In [12]:
import pandas as pd
import numpy as np

df_train = pd.read_csv('./nlp-getting-started/train.csv', index_col='id')
df_test = pd.read_csv('./nlp-getting-started/test.csv', index_col='id')

# real disaster = 1, not a disaster = 0

In [13]:
df_train.head()

Unnamed: 0_level_0,keyword,location,text,target
id,Unnamed: 1_level_1,Unnamed: 2_level_1,Unnamed: 3_level_1,Unnamed: 4_level_1
1,,,Our Deeds are the Reason of this #earthquake M...,1
4,,,Forest fire near La Ronge Sask. Canada,1
5,,,All residents asked to 'shelter in place' are ...,1
6,,,"13,000 people receive #wildfires evacuation or...",1
7,,,Just got sent this photo from Ruby #Alaska as ...,1


In [14]:
df_train.shape

(7613, 4)

In [15]:
# calculating a baseline

avg_target = sum(df_train['target']) / len(df_train['target'])
print(avg_target)
df_train['baseline_pred'] = 0 if avg_target < 0.5 else 1
train_baseline_accuracy = len(df_train.loc[df_train['target']==df_train['baseline_pred']]) / len(df_train)
train_baseline_accuracy

0.4296597924602653


0.5703402075397347

In [16]:
# baseline is 57% accuracy

# Data Exploration

In [17]:
df_train['split_text'] = df_train['text'].apply(lambda x: x.split())
df_train['split_text']

avg_words_per_tweet = np.mean(df_train['split_text'].apply(lambda x: len(x)))
min_tweet_len = np.min(df_train['split_text'].apply(lambda x: len(x)))
max_tweet_len = np.max(df_train['split_text'].apply(lambda x: len(x)))
print(f"-- Tweet Stats --\nNumber of tweets in test dataset = {len(df_train)}\nAverage words per tweet = {avg_words_per_tweet.round(2)}\nRanging between {min_tweet_len} words and {max_tweet_len} words")

-- Tweet Stats --
Number of tweets in test dataset = 7613
Average words per tweet = 14.9
Ranging between 1 words and 31 words


## Rough plan of attack:
Clean text

TFIDF (generate features)

ML Models:

1).

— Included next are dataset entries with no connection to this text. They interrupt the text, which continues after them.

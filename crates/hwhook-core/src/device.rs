//! Device identity resolution and the parameter source seam.
//!
//! A stream handle is resolved to a [`DeviceIdentity`], which in turn names
//! the parameter description for the playback substream:
//! `card<card>/pcm<device>p/sub<subdevice>/hw_params`.

use std::fmt;

use crate::{HookError, Result};

/// Identity fields reported by a stream's info query.
#[derive(Debug, Clone, Copy, PartialEq, Eq)]
pub struct PcmInfo {
    /// Card number. Negative values are error codes.
    pub card: i32,
    /// Device number on the card.
    pub device: u32,
    /// Subdevice number on the device.
    pub subdevice: u32,
}

/// Live stream handle as seen by the hook.
///
/// Implemented by the host's stream object. The query returns the host's
/// negative error code on failure.
pub trait PcmStream {
    /// Query the card/device/subdevice triple of this stream.
    fn info(&self) -> std::result::Result<PcmInfo, i32>;
}

/// Stable identity of a playback substream.
#[derive(Debug, Clone, Copy, PartialEq, Eq, Hash, PartialOrd, Ord)]
pub struct DeviceIdentity {
    /// Card number, always non-negative.
    pub card: i32,
    /// Device number.
    pub device: u32,
    /// Subdevice number.
    pub subdevice: u32,
}

impl DeviceIdentity {
    /// Create an identity directly.
    ///
    /// Card numbers are bounded by `u16`, so the stored card is always
    /// non-negative.
    pub fn new(card: u16, device: u32, subdevice: u32) -> Self {
        Self {
            card: i32::from(card),
            device,
            subdevice,
        }
    }

    /// Resolve the identity of the stream behind `stream`.
    ///
    /// A missing handle is [`HookError::InvalidHandle`]. A failing query, or a
    /// negative card number, is [`HookError::DeviceQueryFailed`] carrying the
    /// code unchanged.
    pub fn resolve(stream: Option<&dyn PcmStream>) -> Result<Self> {
        let stream = stream.ok_or(HookError::InvalidHandle)?;
        let info = stream.info().map_err(HookError::DeviceQueryFailed)?;
        if info.card < 0 {
            return Err(HookError::DeviceQueryFailed(info.card));
        }
        Ok(Self {
            card: info.card,
            device: info.device,
            subdevice: info.subdevice,
        })
    }

    /// Location of this substream's parameter description, relative to the
    /// parameter source root.
    pub fn hw_params_location(&self) -> String {
        format!(
            "card{}/pcm{}p/sub{}/hw_params",
            self.card, self.device, self.subdevice
        )
    }
}

impl fmt::Display for DeviceIdentity {
    fn fmt(&self, f: &mut fmt::Formatter<'_>) -> fmt::Result {
        write!(f, "hw:{},{},{}", self.card, self.device, self.subdevice)
    }
}

/// Readable source of per-device parameter descriptions.
///
/// Production reads procfs; tests serve records from memory.
pub trait ParameterSource {
    /// Read the parameter record for `device` as text lines.
    ///
    /// Fails with [`HookError::ParameterSourceUnavailable`] when the record
    /// does not exist or cannot be read.
    fn read_lines(&self, device: &DeviceIdentity) -> Result<Vec<String>>;
}

impl<T: ParameterSource + ?Sized> ParameterSource for Box<T> {
    fn read_lines(&self, device: &DeviceIdentity) -> Result<Vec<String>> {
        (**self).read_lines(device)
    }
}

impl<T: ParameterSource + ?Sized> ParameterSource for &T {
    fn read_lines(&self, device: &DeviceIdentity) -> Result<Vec<String>> {
        (**self).read_lines(device)
    }
}
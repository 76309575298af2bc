//! Rendering of the ALSA configuration that loads the hook.
//!
//! The hook is attached to a playback PCM through the `hooks` plugin. The
//! generated stanza declares the hook type and a PCM that wraps the loopback
//! device:
//!
//! ```text
//! pcm_hook_type.hwparams {
//!     install "_snd_pcm_hook_hwparams_install"
//!     lib "libasound_module_pcm_hook_hwparams.so"
//! }
//!
//! pcm.loophook {
//!     type hooks
//!     slave.pcm "hw:Loopback,0"
//!     hooks.0 {
//!         type hwparams
//!         hook_args {
//!             opencmd "/usr/local/bin/loop-capture start"
//!             closecmd "/usr/local/bin/loop-capture stop"
//!         }
//!     }
//! }
//! ```

use std::fmt::{self, Write as _};

use crate::{ConfigError, HookConfig};

/// Hook type name used in the generated configuration.
pub const HOOK_TYPE: &str = "hwparams";

/// Symbol the hooks plugin resolves to install the hook.
pub const INSTALL_SYMBOL: &str = "_snd_pcm_hook_hwparams_install";

/// Shared object providing the install symbol.
pub const DEFAULT_MODULE_LIB: &str = "libasound_module_pcm_hook_hwparams.so";

/// A `hooks` PCM definition carrying the parameter hook.
#[derive(Debug, Clone, PartialEq, Eq)]
pub struct AsoundPcm {
    /// PCM name, used as `pcm.<name>`.
    pub name: String,
    /// Slave PCM, typically the playback side of a loopback card.
    pub slave_pcm: String,
    /// Command run when parameters are ready.
    pub opencmd: String,
    /// Command run when parameters are freed.
    pub closecmd: String,
    /// Module library providing the hook.
    pub module_lib: String,
}

impl AsoundPcm {
    /// Create a definition with the default module library.
    pub fn new(
        name: impl Into<String>,
        slave_pcm: impl Into<String>,
        opencmd: impl Into<String>,
        closecmd: impl Into<String>,
    ) -> Self {
        Self {
            name: name.into(),
            slave_pcm: slave_pcm.into(),
            opencmd: opencmd.into(),
            closecmd: closecmd.into(),
            module_lib: DEFAULT_MODULE_LIB.to_string(),
        }
    }

    /// Build a definition from a validated hook configuration.
    pub fn from_config(
        name: impl Into<String>,
        slave_pcm: impl Into<String>,
        config: &HookConfig,
    ) -> Result<Self, ConfigError> {
        let state = config.validate()?;
        Ok(Self::new(
            name,
            slave_pcm,
            state.open_command(),
            state.close_command(),
        ))
    }

    /// Use a different module library path.
    pub fn with_module_lib(mut self, module_lib: impl Into<String>) -> Self {
        self.module_lib = module_lib.into();
        self
    }

    /// Render the configuration text.
    pub fn render(&self) -> String {
        self.to_string()
    }
}

impl fmt::Display for AsoundPcm {
    fn fmt(&self, f: &mut fmt::Formatter<'_>) -> fmt::Result {
        writeln!(f, "pcm_hook_type.{HOOK_TYPE} {{")?;
        writeln!(f, "    install {}", quote(INSTALL_SYMBOL))?;
        writeln!(f, "    lib {}", quote(&self.module_lib))?;
        writeln!(f, "}}")?;
        writeln!(f)?;
        writeln!(f, "pcm.{} {{", self.name)?;
        writeln!(f, "    type hooks")?;
        writeln!(f, "    slave.pcm {}", quote(&self.slave_pcm))?;
        writeln!(f, "    hooks.0 {{")?;
        writeln!(f, "        type {HOOK_TYPE}")?;
        writeln!(f, "        hook_args {{")?;
        writeln!(f, "            opencmd {}", quote(&self.opencmd))?;
        writeln!(f, "            closecmd {}", quote(&self.closecmd))?;
        writeln!(f, "        }}")?;
        writeln!(f, "    }}")?;
        writeln!(f, "}}")
    }
}

/// Double-quote a string for an ALSA configuration file.
fn quote(value: &str) -> String {
    let mut out = String::with_capacity(value.len() + 2);
    out.push('"');
    for c in value.chars() {
        match c {
            '"' | '\\' => {
                out.push('\\');
                out.push(c);
            }
            '\n' => out.push_str("\\n"),
            '\t' => out.push_str("\\t"),
            c if c.is_control() => {
                let _ = write!(out, "\\{:03o}", c as u32);
            }
            c => out.push(c),
        }
    }
    out.push('"');
    out
}
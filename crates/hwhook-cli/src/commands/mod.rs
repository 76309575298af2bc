//! CLI command implementations.

pub mod asoundrc;
pub mod common;
pub mod devices;
pub mod params;
pub mod render;
pub mod simulate;
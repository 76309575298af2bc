//! hwhook CLI - inspect and exercise the hardware-parameter hook.

mod commands;

use clap::{ArgAction, Parser, Subcommand};
use tracing_subscriber::EnvFilter;

#[derive(Parser)]
#[command(name = "hwhook")]
#[command(author, version, about = "Hardware-parameter hook for loopback audio devices", long_about = None)]
struct Cli {
    /// Increase log verbosity (-v debug, -vv trace)
    #[arg(short, long, global = true, action = ArgAction::Count)]
    verbose: u8,

    #[command(subcommand)]
    command: Commands,
}

#[derive(Subcommand)]
enum Commands {
    /// Show the negotiated parameters of a playback substream
    Params(commands::params::ParamsArgs),

    /// Render the open and close command lines
    Render(commands::render::RenderArgs),

    /// Run install, params-ready, params-freed and close against a substream
    Simulate(commands::simulate::SimulateArgs),

    /// List playback substreams and their parameters
    Devices(commands::devices::DevicesArgs),

    /// Print the ALSA configuration that loads the hook
    Asoundrc(commands::asoundrc::AsoundrcArgs),
}

fn init_tracing(verbose: u8) {
    let default_level = match verbose {
        0 => "info",
        1 => "debug",
        _ => "trace",
    };
    tracing_subscriber::fmt()
        .with_env_filter(
            EnvFilter::try_from_default_env().unwrap_or_else(|_| default_level.into()),
        )
        .with_writer(std::io::stderr)
        .init();
}

fn main() -> anyhow::Result<()> {
    let cli = Cli::parse();
    init_tracing(cli.verbose);

    match cli.command {
        Commands::Params(args) => commands::params::run(args),
        Commands::Render(args) => commands::render::run(args),
        Commands::Simulate(args) => commands::simulate::run(args),
        Commands::Devices(args) => commands::devices::run(args),
        Commands::Asoundrc(args) => commands::asoundrc::run(args),
    }
}
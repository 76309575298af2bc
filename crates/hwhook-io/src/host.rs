//! In-process stand-ins for the audio framework.
//!
//! [`SimulatedHost`] keeps the registration list a real host would keep and
//! can be told to refuse a registration. [`FixedStream`] answers the
//! identity query with a fixed device or a fixed error code.

use hwhook_core::{DeviceIdentity, HookHost, HookId, HookKind, PcmInfo, PcmStream};

/// One registration held by a [`SimulatedHost`].
#[derive(Debug, Clone, Copy, PartialEq, Eq)]
pub struct Registration {
    /// Handle issued to the hook.
    pub id: HookId,
    /// Lifecycle point registered for.
    pub kind: HookKind,
}

/// Hook host recording every registration and removal.
#[derive(Debug, Default)]
pub struct SimulatedHost {
    next_id: u32,
    active: Vec<Registration>,
    removed: Vec<HookId>,
    refuse: Option<(HookKind, i32)>,
}

impl SimulatedHost {
    /// Create a host with no registrations.
    pub fn new() -> Self {
        Self::default()
    }

    /// Refuse registrations for `kind` with `code`.
    pub fn refusing(mut self, kind: HookKind, code: i32) -> Self {
        self.refuse = Some((kind, code));
        self
    }

    /// Registrations currently held.
    pub fn active(&self) -> &[Registration] {
        &self.active
    }

    /// Handles removed so far, in removal order.
    pub fn removed(&self) -> &[HookId] {
        &self.removed
    }

    /// `true` when a handler is registered for `kind`.
    pub fn is_registered(&self, kind: HookKind) -> bool {
        self.active.iter().any(|r| r.kind == kind)
    }

    /// Drop every registration, as the host does when the stream closes.
    pub fn release_all(&mut self) {
        for registration in std::mem::take(&mut self.active) {
            self.removed.push(registration.id);
        }
    }
}

impl HookHost for SimulatedHost {
    fn add_hook(&mut self, kind: HookKind) -> Result<HookId, i32> {
        if let Some((refused, code)) = self.refuse
            && refused == kind
        {
            tracing::debug!(%kind, code, "refusing hook registration");
            return Err(code);
        }
        self.next_id += 1;
        let id = HookId(self.next_id);
        self.active.push(Registration { id, kind });
        tracing::debug!(%kind, %id, "hook registered");
        Ok(id)
    }

    fn remove_hook(&mut self, id: HookId) {
        self.active.retain(|r| r.id != id);
        self.removed.push(id);
        tracing::debug!(%id, "hook removed");
    }
}

/// Stream handle with a fixed identity query result.
#[derive(Debug, Clone, Copy, PartialEq, Eq)]
pub struct FixedStream {
    info: Result<PcmInfo, i32>,
}

impl FixedStream {
    /// Stream on `device`.
    pub fn device(device: DeviceIdentity) -> Self {
        Self {
            info: Ok(PcmInfo {
                card: device.card,
                device: device.device,
                subdevice: device.subdevice,
            }),
        }
    }

    /// Stream whose identity query fails with `code`.
    pub fn failing(code: i32) -> Self {
        Self { info: Err(code) }
    }
}

impl PcmStream for FixedStream {
    fn info(&self) -> Result<PcmInfo, i32> {
        self.info
    }
}
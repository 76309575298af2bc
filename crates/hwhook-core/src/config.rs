//! Configuration seam for hook installation.
//!
//! The hook reads two string keys, `opencmd` and `closecmd`, from a
//! compound configuration value. [`ConfigSource`] abstracts over whatever
//! tree the host parsed its configuration into.

use std::collections::{BTreeMap, HashMap};

/// Key holding the command run when hardware parameters are ready.
pub const OPEN_COMMAND_KEY: &str = "opencmd";

/// Key holding the command run when hardware parameters are freed.
pub const CLOSE_COMMAND_KEY: &str = "closecmd";

/// Result of looking up one key in a configuration source.
#[derive(Debug, Clone, Copy, PartialEq, Eq)]
pub enum ConfigLookup<'a> {
    /// The key is absent.
    Missing,
    /// The key holds a string.
    String(&'a str),
    /// The key holds a value of another type, named for diagnostics.
    Other(&'static str),
}

/// Structured key/value configuration handed to the hook at install time.
pub trait ConfigSource {
    /// `true` when this value is a compound (a table of keys).
    fn is_compound(&self) -> bool;

    /// Look up a direct child of this compound.
    fn lookup(&self, key: &str) -> ConfigLookup<'_>;
}

impl<T: ConfigSource + ?Sized> ConfigSource for &T {
    fn is_compound(&self) -> bool {
        (**self).is_compound()
    }

    fn lookup(&self, key: &str) -> ConfigLookup<'_> {
        (**self).lookup(key)
    }
}

impl ConfigSource for BTreeMap<String, String> {
    fn is_compound(&self) -> bool {
        true
    }

    fn lookup(&self, key: &str) -> ConfigLookup<'_> {
        self.get(key)
            .map_or(ConfigLookup::Missing, |v| ConfigLookup::String(v.as_str()))
    }
}

impl<S: std::hash::BuildHasher> ConfigSource for HashMap<String, String, S> {
    fn is_compound(&self) -> bool {
        true
    }

    fn lookup(&self, key: &str) -> ConfigLookup<'_> {
        self.get(key)
            .map_or(ConfigLookup::Missing, |v| ConfigLookup::String(v.as_str()))
    }
}
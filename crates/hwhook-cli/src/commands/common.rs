//! Shared CLI helpers used across multiple commands.

use std::path::PathBuf;

use anyhow::Context;
use clap::Args;
use hwhook_config::HookConfig;
use hwhook_core::DeviceIdentity;

/// Playback substream selection.
#[derive(Args, Debug, Clone, Copy)]
pub struct DeviceArgs {
    /// Card number
    #[arg(long, default_value_t = 0)]
    pub card: u16,

    /// Device number on the card
    #[arg(long, default_value_t = 0)]
    pub device: u32,

    /// Subdevice number
    #[arg(long, default_value_t = 0)]
    pub subdevice: u32,
}

impl DeviceArgs {
    /// Identity of the selected substream.
    pub fn identity(&self) -> DeviceIdentity {
        DeviceIdentity::new(self.card, self.device, self.subdevice)
    }
}

/// Where the hook's command templates come from.
#[derive(Args, Debug, Clone)]
pub struct CommandSourceArgs {
    /// Hook configuration file (defaults to the standard search paths)
    #[arg(long, conflicts_with_all = ["opencmd", "closecmd"])]
    pub config: Option<PathBuf>,

    /// Command run when hardware parameters are ready
    #[arg(long, requires = "closecmd")]
    pub opencmd: Option<String>,

    /// Command run when hardware parameters are freed
    #[arg(long, requires = "opencmd")]
    pub closecmd: Option<String>,
}

impl CommandSourceArgs {
    /// Build the hook configuration from flags or from a configuration file.
    pub fn resolve(&self) -> anyhow::Result<HookConfig> {
        if let (Some(open), Some(close)) = (&self.opencmd, &self.closecmd) {
            return Ok(HookConfig::new(open.clone(), close.clone()));
        }
        let (path, config) = HookConfig::discover(self.config.as_deref())?;
        tracing::debug!(path = %path.display(), "loaded hook configuration");
        config
            .validate()
            .with_context(|| format!("in {}", path.display()))?;
        Ok(config)
    }
}
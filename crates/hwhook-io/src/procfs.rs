//! procfs-backed parameter source.
//!
//! The kernel publishes the negotiated parameters of every open substream at
//! `/proc/asound/card<N>/pcm<D>p/sub<S>/hw_params`. A closed substream reads
//! `closed`.

use std::fs;
use std::path::{Path, PathBuf};
use std::str::FromStr;

use hwhook_core::{DeviceIdentity, HardwareParameters, HookError, ParameterSource};

use crate::{Error, Result};

/// Default procfs root for sound cards.
pub const DEFAULT_PROC_ROOT: &str = "/proc/asound";

/// Parameter source reading `hw_params` files below a root directory.
#[derive(Debug, Clone, PartialEq, Eq)]
pub struct ProcfsSource {
    root: PathBuf,
}

impl ProcfsSource {
    /// Create a source rooted at `root`.
    pub fn new(root: impl Into<PathBuf>) -> Self {
        Self { root: root.into() }
    }

    /// Root directory of this source.
    pub fn root(&self) -> &Path {
        &self.root
    }

    /// Full path of the `hw_params` record for `device`.
    pub fn path_for(&self, device: &DeviceIdentity) -> PathBuf {
        self.root.join(device.hw_params_location())
    }

    /// Read and parse the current parameters of `device`.
    pub fn read_params(&self, device: &DeviceIdentity) -> Result<HardwareParameters> {
        let lines = self.read_lines(device)?;
        Ok(HardwareParameters::parse(&lines))
    }

    /// Enumerate playback substreams present under the root, sorted.
    ///
    /// Entries that do not follow the `card<N>/pcm<D>p/sub<S>` naming are
    /// skipped.
    pub fn list_playback_substreams(&self) -> Result<Vec<DeviceIdentity>> {
        let mut found = Vec::new();
        for (card, card_dir) in numbered_dirs::<u16>(&self.root, "card", "")? {
            for (device, pcm_dir) in numbered_dirs::<u32>(&card_dir, "pcm", "p")? {
                for (subdevice, _) in numbered_dirs::<u32>(&pcm_dir, "sub", "")? {
                    found.push(DeviceIdentity::new(card, device, subdevice));
                }
            }
        }
        found.sort();
        tracing::debug!(root = %self.root.display(), count = found.len(), "listed playback substreams");
        Ok(found)
    }
}

impl Default for ProcfsSource {
    fn default() -> Self {
        Self::new(DEFAULT_PROC_ROOT)
    }
}

impl ParameterSource for ProcfsSource {
    fn read_lines(&self, device: &DeviceIdentity) -> hwhook_core::Result<Vec<String>> {
        let path = self.path_for(device);
        let bytes = fs::read(&path).map_err(|e| {
            tracing::debug!(path = %path.display(), error = %e, "hw_params unavailable");
            HookError::source_unavailable(path.display().to_string(), e)
        })?;
        // Undecodable bytes only spoil the line they sit on.
        Ok(String::from_utf8_lossy(&bytes).lines().map(str::to_string).collect())
    }
}

/// Subdirectories of `dir` named `<prefix><number><suffix>`.
fn numbered_dirs<N: FromStr>(dir: &Path, prefix: &str, suffix: &str) -> Result<Vec<(N, PathBuf)>> {
    let entries = fs::read_dir(dir).map_err(|source| Error::ReadDir {
        path: dir.to_path_buf(),
        source,
    })?;

    let mut dirs = Vec::new();
    for entry in entries {
        let entry = entry?;
        let name = entry.file_name();
        let Some(number) = name
            .to_str()
            .and_then(|name| name.strip_prefix(prefix))
            .and_then(|rest| rest.strip_suffix(suffix))
            .filter(|digits| !digits.is_empty() && digits.bytes().all(|b| b.is_ascii_digit()))
            .and_then(|digits| digits.parse::<N>().ok())
        else {
            continue;
        };
        let path = entry.path();
        if path.is_dir() {
            dirs.push((number, path));
        }
    }
    Ok(dirs)
}
//! Configuration tree handed to the hook at install time.
//!
//! [`ConfigNode`] mirrors the shape of an ALSA configuration node: a leaf
//! holding a string, number or boolean, or a compound holding named
//! children. Compounds can be searched with dotted paths, as
//! `snd_config_search` does.

use std::collections::BTreeMap;

use hwhook_core::{ConfigLookup, ConfigSource};
use serde::{Deserialize, Serialize};

/// A node in a hook configuration tree.
#[derive(Debug, Clone, PartialEq, Serialize, Deserialize)]
#[serde(untagged)]
pub enum ConfigNode {
    /// String leaf.
    String(String),
    /// Integer leaf.
    Integer(i64),
    /// Floating point leaf.
    Real(f64),
    /// Boolean leaf.
    Boolean(bool),
    /// Named children.
    Compound(BTreeMap<String, ConfigNode>),
}

impl Default for ConfigNode {
    fn default() -> Self {
        ConfigNode::Compound(BTreeMap::new())
    }
}

impl ConfigNode {
    /// Empty compound.
    pub fn compound() -> Self {
        Self::default()
    }

    /// Add or replace a child, turning a leaf into a compound.
    pub fn with(mut self, key: impl Into<String>, value: impl Into<ConfigNode>) -> Self {
        self.set(key, value);
        self
    }

    /// Add or replace a direct child. A leaf is replaced by a compound first.
    pub fn set(&mut self, key: impl Into<String>, value: impl Into<ConfigNode>) {
        if !matches!(self, ConfigNode::Compound(_)) {
            *self = ConfigNode::compound();
        }
        if let ConfigNode::Compound(children) = self {
            children.insert(key.into(), value.into());
        }
    }

    /// Find a descendant by dotted path, e.g. `hooks.0.type`.
    pub fn search(&self, path: &str) -> Option<&ConfigNode> {
        path.split('.').try_fold(self, |node, key| match node {
            ConfigNode::Compound(children) => children.get(key),
            _ => None,
        })
    }

    /// String value of this node, if it is a string leaf.
    pub fn as_str(&self) -> Option<&str> {
        match self {
            ConfigNode::String(value) => Some(value),
            _ => None,
        }
    }

    /// Type name used in diagnostics.
    pub fn type_name(&self) -> &'static str {
        match self {
            ConfigNode::String(_) => "string",
            ConfigNode::Integer(_) => "integer",
            ConfigNode::Real(_) => "real",
            ConfigNode::Boolean(_) => "boolean",
            ConfigNode::Compound(_) => "compound",
        }
    }
}

impl From<&str> for ConfigNode {
    fn from(value: &str) -> Self {
        ConfigNode::String(value.to_string())
    }
}

impl From<String> for ConfigNode {
    fn from(value: String) -> Self {
        ConfigNode::String(value)
    }
}

impl From<i64> for ConfigNode {
    fn from(value: i64) -> Self {
        ConfigNode::Integer(value)
    }
}

impl From<bool> for ConfigNode {
    fn from(value: bool) -> Self {
        ConfigNode::Boolean(value)
    }
}

impl ConfigSource for ConfigNode {
    fn is_compound(&self) -> bool {
        matches!(self, ConfigNode::Compound(_))
    }

    fn lookup(&self, key: &str) -> ConfigLookup<'_> {
        match self.search(key) {
            None => ConfigLookup::Missing,
            Some(ConfigNode::String(value)) => ConfigLookup::String(value),
            Some(other) => ConfigLookup::Other(other.type_name()),
        }
    }
}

Random forest

2). Deep NN

In [18]:
# Generate features for each tweet
from sklearn.feature_extraction.text import TfidfVectorizer as tfidf
vectorizer = tfidf()
X = vectorizer.fit_transform(df_train['text'])
print(vectorizer.get_feature_names_out())
print(X.shape)

['00' '000' '0000' ... 'ûónegligence' 'ûótech' 'ûówe']
(7613, 21637)


### Without cleaning the tweets first we are left with a giant sparse matrix with a shape of (7613, 21637)

In [19]:
# Download nltk stopwords seperately due to SSL errors
import nltk
import ssl

try:
    _create_unverified_https_context = ssl._create_unverified_context
except AttributeError:
    pass
else:
    ssl._create_default_https_context = _create_unverified_https_context

nltk.download('stopwords')
nltk.download('omw-1.4')

[nltk_data] Downloading package stopwords to /Users/petr/nltk_data...
[nltk_data]   Package stopwords is already up-to-date!
[nltk_data] Downloading package omw-1.4 to /Users/petr/nltk_data...
[nltk_data]   Package omw-1.4 is already up-to-date!


True

In [20]:
import re
from nltk.corpus import stopwords
from nltk.stem.porter import PorterStemmer
from nltk.stem import WordNetLemmatizer


def preprocess_tweets(df, stem=False, lemmatize=False):
    """
    Function that takes a kaggle provided tweet dataset, identifies the text column, and cleans the words in the tweets
    
    Cleaning steps:
    1). Removes all non alphanumeric characters excluding the hashtag #
    2). Removes common english stopwords
    3). Sets all characters to lowercase
    4). OPTIONAL: destems each word in each tweet
    5). OPTIONAL: delemmatizes each word in each tweet
    
    
    RETURNS:
    A list of preprocessed tweets
    """
    textRaw = df['text']
    # Remove all non-alphanumeric characters excluding the hashtag. Remove any website links. Set all words to lowercase
    text01 = [re.sub("[^#a-zA-Z 0-9]+|(\w+:\/\/\S+)|^rt|http.+?", "", x).lower() for x in textRaw]

    # Remove stopwords
    stop = stopwords.words('english')
    text02 = [" ".join([word for word in tweet.split() if word not in (stop)]) for tweet in text01]
    
    # Stemming
    if stem==True:
        stemmer = PorterStemmer()
        text03 = [" ".join([stemmer.stem(word) for word in tweet.split()]) for tweet in text02]

    # Lemmatization
    if lemmatize==False:
        lemmatizer = WordNetLemmatizer()
        if stem == True:
            text04 = [" ".join([lemmatizer.lemmatize(word) for word in tweet.split()]) for tweet in text03]
        else:
            text05 = [" ".join([lemmatizer.lemmatize(word) for word in tweet.split()]) for tweet in text02]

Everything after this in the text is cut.